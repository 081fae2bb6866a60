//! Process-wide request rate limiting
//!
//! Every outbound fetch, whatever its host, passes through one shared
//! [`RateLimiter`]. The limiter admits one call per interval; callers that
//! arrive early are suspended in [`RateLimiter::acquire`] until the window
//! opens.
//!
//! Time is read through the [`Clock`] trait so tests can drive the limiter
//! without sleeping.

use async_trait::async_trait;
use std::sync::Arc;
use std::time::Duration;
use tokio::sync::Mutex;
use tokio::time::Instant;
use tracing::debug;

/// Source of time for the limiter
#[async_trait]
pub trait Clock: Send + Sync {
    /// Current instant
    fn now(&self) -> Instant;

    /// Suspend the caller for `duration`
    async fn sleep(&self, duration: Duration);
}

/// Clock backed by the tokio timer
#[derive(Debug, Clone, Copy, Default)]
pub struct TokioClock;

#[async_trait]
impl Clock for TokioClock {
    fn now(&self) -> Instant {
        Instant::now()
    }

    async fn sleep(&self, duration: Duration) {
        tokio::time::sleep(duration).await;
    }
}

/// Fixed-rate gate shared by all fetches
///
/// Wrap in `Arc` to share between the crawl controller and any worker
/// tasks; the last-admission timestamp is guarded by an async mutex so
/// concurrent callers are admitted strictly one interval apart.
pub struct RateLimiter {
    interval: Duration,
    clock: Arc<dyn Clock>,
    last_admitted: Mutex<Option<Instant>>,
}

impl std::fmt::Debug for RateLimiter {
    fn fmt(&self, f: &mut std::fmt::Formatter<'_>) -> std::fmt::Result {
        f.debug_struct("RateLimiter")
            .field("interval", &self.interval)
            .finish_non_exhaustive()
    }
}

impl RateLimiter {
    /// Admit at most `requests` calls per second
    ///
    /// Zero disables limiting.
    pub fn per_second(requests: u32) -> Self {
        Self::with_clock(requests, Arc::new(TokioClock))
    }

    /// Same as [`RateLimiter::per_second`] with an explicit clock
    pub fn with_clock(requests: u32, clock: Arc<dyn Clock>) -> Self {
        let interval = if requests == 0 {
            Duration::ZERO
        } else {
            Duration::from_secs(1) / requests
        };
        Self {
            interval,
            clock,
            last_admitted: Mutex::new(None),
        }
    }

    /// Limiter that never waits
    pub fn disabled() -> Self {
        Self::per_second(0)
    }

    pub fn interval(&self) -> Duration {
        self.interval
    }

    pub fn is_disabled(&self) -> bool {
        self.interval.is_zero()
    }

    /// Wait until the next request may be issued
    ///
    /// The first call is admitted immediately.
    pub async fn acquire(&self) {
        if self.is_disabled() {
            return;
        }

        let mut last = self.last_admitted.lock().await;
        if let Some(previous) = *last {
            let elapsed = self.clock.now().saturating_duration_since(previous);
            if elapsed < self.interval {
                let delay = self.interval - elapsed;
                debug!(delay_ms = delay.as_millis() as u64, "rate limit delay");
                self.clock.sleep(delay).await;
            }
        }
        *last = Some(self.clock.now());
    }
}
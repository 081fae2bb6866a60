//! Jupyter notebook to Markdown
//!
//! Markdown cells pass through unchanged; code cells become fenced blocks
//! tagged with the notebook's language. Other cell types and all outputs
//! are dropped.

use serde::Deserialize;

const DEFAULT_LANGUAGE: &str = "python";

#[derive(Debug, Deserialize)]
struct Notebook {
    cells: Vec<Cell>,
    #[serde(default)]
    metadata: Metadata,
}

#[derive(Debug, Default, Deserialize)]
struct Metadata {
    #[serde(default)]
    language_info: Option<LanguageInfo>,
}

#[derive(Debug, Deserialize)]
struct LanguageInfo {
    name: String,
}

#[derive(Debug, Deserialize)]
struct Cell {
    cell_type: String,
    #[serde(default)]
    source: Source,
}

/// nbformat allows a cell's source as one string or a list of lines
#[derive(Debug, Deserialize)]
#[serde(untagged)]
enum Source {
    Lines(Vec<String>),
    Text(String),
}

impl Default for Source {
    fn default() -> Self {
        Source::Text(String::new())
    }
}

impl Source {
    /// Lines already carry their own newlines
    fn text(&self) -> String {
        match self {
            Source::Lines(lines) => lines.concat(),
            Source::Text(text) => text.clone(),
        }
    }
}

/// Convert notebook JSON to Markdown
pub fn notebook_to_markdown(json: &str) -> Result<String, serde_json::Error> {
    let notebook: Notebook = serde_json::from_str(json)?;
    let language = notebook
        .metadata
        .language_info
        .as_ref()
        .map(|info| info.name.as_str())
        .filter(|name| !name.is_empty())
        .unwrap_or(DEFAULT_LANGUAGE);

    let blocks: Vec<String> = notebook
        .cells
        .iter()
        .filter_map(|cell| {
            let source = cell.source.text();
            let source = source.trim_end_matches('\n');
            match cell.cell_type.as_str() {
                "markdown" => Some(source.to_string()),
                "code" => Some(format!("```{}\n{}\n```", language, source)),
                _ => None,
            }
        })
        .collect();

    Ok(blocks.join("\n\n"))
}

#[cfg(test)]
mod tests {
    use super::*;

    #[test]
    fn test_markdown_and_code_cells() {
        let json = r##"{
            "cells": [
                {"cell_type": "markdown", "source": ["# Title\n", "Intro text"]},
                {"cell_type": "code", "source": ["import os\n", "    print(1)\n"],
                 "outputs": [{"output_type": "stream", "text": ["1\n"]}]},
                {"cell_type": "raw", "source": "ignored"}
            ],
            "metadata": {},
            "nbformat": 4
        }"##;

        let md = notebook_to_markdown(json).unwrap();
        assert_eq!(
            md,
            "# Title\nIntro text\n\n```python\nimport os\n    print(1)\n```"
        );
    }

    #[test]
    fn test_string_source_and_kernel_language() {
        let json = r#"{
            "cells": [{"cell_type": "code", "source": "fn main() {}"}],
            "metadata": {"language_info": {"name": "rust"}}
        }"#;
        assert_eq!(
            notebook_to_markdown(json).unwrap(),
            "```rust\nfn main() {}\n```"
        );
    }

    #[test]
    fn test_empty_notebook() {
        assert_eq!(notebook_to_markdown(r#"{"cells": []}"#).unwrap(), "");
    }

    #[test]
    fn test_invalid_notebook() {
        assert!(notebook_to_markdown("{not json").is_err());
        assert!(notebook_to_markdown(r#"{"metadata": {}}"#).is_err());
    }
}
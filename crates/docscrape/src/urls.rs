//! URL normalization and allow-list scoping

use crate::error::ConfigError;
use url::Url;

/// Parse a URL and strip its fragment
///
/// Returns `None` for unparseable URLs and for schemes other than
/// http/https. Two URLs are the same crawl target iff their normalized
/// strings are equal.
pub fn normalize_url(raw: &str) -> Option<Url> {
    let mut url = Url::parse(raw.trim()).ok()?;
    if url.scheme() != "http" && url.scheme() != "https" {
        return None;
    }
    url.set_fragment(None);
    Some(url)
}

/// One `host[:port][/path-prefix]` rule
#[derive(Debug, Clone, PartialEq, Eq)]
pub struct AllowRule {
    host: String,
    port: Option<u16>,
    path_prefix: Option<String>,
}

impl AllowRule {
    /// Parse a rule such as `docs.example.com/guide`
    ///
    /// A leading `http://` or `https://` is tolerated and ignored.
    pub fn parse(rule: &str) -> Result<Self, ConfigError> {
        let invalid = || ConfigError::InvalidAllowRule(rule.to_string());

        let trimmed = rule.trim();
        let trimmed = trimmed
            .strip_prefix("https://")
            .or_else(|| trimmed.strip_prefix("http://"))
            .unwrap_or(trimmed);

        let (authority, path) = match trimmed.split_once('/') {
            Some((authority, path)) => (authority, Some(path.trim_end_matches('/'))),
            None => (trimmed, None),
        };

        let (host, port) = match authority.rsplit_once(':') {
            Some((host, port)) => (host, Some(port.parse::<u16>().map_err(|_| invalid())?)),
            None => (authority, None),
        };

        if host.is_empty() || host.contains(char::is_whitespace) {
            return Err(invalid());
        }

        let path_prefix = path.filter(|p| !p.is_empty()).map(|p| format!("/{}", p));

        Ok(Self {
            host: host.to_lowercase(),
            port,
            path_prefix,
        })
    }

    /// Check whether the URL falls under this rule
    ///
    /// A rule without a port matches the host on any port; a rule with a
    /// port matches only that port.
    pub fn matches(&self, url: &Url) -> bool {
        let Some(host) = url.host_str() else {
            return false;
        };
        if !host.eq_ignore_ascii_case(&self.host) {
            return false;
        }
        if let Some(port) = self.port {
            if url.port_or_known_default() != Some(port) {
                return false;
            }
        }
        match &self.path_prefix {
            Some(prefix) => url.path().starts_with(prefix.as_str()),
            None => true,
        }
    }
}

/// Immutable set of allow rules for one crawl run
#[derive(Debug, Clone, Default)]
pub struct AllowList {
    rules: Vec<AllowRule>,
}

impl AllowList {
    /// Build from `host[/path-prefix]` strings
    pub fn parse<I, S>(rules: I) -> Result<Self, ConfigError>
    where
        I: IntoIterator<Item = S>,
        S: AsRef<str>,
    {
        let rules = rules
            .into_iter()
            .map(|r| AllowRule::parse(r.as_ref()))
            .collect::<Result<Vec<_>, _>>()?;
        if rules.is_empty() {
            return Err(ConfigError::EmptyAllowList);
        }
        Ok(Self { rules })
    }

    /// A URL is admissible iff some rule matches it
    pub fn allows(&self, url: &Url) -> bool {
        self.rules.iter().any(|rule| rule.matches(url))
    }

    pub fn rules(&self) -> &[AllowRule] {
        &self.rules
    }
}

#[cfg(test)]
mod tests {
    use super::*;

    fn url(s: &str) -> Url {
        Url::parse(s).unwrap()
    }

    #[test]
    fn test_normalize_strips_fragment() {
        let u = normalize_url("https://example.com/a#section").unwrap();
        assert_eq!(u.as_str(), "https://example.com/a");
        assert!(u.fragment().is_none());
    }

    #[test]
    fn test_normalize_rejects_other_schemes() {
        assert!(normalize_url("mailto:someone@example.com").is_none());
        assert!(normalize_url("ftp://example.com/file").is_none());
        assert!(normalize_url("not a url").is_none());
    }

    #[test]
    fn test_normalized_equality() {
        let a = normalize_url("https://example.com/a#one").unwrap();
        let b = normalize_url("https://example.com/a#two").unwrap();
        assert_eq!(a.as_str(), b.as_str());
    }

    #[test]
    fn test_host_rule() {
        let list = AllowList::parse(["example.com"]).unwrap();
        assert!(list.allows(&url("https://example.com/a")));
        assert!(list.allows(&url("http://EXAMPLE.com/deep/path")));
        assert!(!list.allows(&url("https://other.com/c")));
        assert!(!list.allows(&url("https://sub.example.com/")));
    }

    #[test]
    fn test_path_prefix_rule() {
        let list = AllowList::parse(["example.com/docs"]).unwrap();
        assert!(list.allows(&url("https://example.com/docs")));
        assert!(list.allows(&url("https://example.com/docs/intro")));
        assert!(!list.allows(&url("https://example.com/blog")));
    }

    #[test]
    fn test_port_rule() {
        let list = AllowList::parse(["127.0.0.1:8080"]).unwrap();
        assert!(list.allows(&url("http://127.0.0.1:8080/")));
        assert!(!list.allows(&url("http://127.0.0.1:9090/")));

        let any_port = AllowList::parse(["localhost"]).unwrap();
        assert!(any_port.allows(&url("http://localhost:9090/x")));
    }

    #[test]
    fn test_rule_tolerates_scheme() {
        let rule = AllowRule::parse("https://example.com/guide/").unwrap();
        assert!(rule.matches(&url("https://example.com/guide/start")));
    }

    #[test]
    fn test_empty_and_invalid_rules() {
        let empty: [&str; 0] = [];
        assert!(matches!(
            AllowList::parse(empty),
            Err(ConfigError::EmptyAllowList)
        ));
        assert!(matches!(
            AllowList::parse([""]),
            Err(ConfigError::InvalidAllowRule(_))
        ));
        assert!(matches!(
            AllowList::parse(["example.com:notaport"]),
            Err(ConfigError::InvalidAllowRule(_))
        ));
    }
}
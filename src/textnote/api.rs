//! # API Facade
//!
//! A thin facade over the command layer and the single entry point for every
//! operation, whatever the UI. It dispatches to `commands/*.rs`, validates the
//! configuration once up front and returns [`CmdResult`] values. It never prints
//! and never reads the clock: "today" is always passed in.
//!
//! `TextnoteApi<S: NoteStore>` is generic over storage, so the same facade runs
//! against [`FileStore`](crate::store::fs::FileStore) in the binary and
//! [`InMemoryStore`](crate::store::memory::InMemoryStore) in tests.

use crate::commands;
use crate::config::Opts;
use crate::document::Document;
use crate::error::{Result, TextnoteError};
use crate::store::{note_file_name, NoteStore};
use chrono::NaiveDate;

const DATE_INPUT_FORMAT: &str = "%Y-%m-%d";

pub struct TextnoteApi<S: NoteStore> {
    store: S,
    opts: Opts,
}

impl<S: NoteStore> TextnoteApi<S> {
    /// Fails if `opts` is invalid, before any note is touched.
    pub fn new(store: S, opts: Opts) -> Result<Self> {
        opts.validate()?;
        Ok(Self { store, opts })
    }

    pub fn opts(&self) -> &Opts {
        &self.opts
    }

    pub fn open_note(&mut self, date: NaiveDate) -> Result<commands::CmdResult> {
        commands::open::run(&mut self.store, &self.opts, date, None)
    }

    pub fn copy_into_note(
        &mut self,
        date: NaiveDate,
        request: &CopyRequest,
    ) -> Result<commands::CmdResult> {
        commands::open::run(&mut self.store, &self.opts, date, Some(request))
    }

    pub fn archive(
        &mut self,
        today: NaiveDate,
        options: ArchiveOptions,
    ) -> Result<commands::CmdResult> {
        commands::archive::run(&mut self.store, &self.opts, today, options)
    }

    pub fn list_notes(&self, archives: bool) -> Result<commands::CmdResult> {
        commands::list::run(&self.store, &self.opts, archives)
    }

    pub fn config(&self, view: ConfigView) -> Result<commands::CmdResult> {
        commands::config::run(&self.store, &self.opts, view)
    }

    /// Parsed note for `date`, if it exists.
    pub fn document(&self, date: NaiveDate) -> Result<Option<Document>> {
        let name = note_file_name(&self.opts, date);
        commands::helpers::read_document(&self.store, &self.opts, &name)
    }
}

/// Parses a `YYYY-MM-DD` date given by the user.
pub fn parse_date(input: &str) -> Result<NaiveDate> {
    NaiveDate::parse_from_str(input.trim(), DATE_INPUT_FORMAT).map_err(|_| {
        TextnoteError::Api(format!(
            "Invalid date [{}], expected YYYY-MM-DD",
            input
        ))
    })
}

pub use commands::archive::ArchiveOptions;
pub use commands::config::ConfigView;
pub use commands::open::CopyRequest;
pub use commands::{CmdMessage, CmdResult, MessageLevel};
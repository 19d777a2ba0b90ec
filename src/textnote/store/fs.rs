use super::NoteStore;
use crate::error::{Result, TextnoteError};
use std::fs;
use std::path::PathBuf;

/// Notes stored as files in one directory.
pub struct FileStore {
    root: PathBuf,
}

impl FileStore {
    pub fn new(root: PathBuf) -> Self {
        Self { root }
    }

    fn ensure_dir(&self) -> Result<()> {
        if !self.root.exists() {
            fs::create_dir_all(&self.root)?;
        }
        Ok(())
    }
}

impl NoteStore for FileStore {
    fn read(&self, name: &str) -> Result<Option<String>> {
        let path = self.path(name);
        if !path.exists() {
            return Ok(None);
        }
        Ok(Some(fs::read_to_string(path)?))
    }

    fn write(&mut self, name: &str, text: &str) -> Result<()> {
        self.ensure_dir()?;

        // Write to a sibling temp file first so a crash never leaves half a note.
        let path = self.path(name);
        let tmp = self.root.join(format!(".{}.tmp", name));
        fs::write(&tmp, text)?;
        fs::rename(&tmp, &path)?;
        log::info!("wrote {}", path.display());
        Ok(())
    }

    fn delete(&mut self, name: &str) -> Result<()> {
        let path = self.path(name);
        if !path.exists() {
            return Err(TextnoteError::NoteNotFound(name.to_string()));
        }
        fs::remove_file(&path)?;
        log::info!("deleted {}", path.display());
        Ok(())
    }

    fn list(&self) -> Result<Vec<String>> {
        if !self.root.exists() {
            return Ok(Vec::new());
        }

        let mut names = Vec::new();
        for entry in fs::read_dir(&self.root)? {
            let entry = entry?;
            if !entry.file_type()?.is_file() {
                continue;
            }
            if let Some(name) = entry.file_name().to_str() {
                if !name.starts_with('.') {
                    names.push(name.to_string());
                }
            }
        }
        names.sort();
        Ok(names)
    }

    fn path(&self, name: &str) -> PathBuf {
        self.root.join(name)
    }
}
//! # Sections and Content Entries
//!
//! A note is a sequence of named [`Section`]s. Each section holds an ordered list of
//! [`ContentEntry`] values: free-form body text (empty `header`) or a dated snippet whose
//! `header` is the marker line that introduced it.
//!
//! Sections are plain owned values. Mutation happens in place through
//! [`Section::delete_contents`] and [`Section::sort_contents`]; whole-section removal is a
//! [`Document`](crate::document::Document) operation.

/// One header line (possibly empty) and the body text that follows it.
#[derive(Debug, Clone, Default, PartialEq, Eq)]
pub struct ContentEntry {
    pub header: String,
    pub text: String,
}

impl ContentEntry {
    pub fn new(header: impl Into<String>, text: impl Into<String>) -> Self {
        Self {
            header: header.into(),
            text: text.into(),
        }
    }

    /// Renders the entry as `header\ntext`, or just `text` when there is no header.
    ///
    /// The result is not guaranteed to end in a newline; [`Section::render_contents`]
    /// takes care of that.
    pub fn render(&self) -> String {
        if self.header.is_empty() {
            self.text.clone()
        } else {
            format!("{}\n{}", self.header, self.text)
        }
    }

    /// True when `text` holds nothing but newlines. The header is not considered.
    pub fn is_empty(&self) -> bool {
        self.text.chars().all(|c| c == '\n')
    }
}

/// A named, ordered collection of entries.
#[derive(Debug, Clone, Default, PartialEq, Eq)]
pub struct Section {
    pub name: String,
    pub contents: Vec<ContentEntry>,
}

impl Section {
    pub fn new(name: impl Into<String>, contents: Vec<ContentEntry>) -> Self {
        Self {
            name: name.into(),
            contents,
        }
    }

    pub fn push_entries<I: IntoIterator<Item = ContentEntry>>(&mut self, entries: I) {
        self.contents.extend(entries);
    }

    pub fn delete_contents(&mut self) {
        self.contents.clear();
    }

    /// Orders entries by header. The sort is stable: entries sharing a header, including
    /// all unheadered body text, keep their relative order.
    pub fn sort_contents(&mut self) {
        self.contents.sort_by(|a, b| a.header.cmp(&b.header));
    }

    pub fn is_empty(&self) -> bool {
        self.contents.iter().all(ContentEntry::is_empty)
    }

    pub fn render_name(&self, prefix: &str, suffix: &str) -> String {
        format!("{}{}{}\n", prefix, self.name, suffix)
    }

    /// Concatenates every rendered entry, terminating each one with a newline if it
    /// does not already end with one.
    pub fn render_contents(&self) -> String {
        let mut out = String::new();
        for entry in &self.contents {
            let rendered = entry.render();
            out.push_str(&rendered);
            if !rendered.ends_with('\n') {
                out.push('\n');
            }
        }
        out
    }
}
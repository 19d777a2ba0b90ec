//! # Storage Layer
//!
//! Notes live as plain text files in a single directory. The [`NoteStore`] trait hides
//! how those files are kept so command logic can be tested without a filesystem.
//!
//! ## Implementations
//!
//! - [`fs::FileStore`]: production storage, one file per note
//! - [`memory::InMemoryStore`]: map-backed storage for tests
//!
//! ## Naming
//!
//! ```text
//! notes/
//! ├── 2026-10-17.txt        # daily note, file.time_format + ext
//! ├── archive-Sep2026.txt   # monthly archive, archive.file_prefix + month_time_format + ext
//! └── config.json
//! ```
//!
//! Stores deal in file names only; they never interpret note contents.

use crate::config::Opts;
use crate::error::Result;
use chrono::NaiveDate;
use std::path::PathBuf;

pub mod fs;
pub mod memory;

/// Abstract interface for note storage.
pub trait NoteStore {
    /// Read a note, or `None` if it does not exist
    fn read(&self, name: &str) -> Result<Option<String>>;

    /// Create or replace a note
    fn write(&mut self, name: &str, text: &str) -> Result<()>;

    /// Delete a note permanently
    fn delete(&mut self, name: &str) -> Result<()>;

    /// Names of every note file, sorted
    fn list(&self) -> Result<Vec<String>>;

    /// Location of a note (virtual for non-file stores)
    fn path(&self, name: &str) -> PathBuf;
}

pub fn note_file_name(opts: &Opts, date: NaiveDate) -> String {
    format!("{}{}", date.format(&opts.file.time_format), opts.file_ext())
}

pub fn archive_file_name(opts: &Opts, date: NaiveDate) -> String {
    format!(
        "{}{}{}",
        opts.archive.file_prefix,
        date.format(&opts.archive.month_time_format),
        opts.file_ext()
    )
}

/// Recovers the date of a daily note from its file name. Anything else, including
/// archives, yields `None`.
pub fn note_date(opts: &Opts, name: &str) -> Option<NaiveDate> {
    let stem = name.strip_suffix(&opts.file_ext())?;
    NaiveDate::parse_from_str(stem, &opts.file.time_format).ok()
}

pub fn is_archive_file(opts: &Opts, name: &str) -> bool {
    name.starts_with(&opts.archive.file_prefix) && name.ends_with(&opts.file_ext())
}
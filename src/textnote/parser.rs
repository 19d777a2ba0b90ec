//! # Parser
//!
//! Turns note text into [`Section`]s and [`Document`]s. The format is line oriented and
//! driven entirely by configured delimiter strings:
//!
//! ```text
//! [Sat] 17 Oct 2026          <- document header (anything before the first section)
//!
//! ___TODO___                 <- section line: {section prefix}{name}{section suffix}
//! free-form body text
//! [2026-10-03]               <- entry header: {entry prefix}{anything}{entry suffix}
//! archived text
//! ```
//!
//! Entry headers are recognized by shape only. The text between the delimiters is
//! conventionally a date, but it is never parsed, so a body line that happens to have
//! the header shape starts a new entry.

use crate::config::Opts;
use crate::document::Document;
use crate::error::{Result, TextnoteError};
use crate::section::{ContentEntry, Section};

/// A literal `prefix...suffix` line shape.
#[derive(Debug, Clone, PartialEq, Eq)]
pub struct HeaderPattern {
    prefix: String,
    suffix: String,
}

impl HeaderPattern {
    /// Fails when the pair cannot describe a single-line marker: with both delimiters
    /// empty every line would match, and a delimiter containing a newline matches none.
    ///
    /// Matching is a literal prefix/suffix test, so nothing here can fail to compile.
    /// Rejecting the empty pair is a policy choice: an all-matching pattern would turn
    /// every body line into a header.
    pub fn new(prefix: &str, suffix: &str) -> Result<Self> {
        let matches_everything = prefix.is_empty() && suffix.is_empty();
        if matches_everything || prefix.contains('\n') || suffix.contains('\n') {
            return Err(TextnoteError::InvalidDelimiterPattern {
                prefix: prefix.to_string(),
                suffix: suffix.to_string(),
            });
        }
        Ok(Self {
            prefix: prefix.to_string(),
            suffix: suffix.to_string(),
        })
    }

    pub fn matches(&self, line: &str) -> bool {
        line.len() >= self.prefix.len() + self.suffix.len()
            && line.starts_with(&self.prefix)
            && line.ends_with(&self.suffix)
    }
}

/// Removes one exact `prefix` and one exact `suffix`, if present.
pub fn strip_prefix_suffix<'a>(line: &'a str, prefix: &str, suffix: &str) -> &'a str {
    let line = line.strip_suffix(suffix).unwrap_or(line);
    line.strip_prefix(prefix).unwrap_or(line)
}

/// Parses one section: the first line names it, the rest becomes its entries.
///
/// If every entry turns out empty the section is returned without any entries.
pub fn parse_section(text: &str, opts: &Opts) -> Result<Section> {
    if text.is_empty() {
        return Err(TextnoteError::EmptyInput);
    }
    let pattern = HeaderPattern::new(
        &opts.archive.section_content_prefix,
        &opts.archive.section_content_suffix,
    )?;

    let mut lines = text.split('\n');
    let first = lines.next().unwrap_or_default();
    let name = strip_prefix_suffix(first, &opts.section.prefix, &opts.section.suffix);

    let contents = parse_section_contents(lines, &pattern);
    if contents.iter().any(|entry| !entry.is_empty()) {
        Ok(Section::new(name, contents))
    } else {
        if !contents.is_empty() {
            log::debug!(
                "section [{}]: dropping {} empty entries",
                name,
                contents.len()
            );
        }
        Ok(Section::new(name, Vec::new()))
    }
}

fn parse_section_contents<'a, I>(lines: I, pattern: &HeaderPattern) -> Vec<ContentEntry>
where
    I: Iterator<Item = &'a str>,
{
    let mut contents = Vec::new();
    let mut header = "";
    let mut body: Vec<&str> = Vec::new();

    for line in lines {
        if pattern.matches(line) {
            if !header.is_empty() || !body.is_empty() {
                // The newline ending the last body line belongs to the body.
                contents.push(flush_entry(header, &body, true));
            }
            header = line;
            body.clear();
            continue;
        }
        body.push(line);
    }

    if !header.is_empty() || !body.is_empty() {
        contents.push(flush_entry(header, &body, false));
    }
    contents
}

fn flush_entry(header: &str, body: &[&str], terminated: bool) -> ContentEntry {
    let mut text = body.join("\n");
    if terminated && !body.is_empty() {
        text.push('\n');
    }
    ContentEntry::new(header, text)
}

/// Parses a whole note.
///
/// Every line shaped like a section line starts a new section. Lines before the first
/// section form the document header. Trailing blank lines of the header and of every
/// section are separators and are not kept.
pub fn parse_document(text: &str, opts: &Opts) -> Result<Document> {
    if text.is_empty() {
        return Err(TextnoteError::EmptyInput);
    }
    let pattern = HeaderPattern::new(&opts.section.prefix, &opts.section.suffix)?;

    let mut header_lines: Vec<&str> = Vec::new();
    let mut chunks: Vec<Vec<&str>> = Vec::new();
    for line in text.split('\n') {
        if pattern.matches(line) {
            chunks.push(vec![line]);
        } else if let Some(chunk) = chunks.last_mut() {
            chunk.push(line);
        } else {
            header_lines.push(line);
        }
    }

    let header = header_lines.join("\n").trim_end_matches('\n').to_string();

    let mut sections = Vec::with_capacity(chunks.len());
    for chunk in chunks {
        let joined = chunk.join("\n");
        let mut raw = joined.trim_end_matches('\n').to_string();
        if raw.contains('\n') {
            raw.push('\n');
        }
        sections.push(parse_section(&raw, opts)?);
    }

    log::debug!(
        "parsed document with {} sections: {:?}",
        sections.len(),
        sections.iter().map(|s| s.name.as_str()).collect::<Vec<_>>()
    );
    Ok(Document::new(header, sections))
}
-----
Your answer should be a single number: the count of lines in the entries that contain the word "YYYY".

**EXERCISE SOLUTION**
2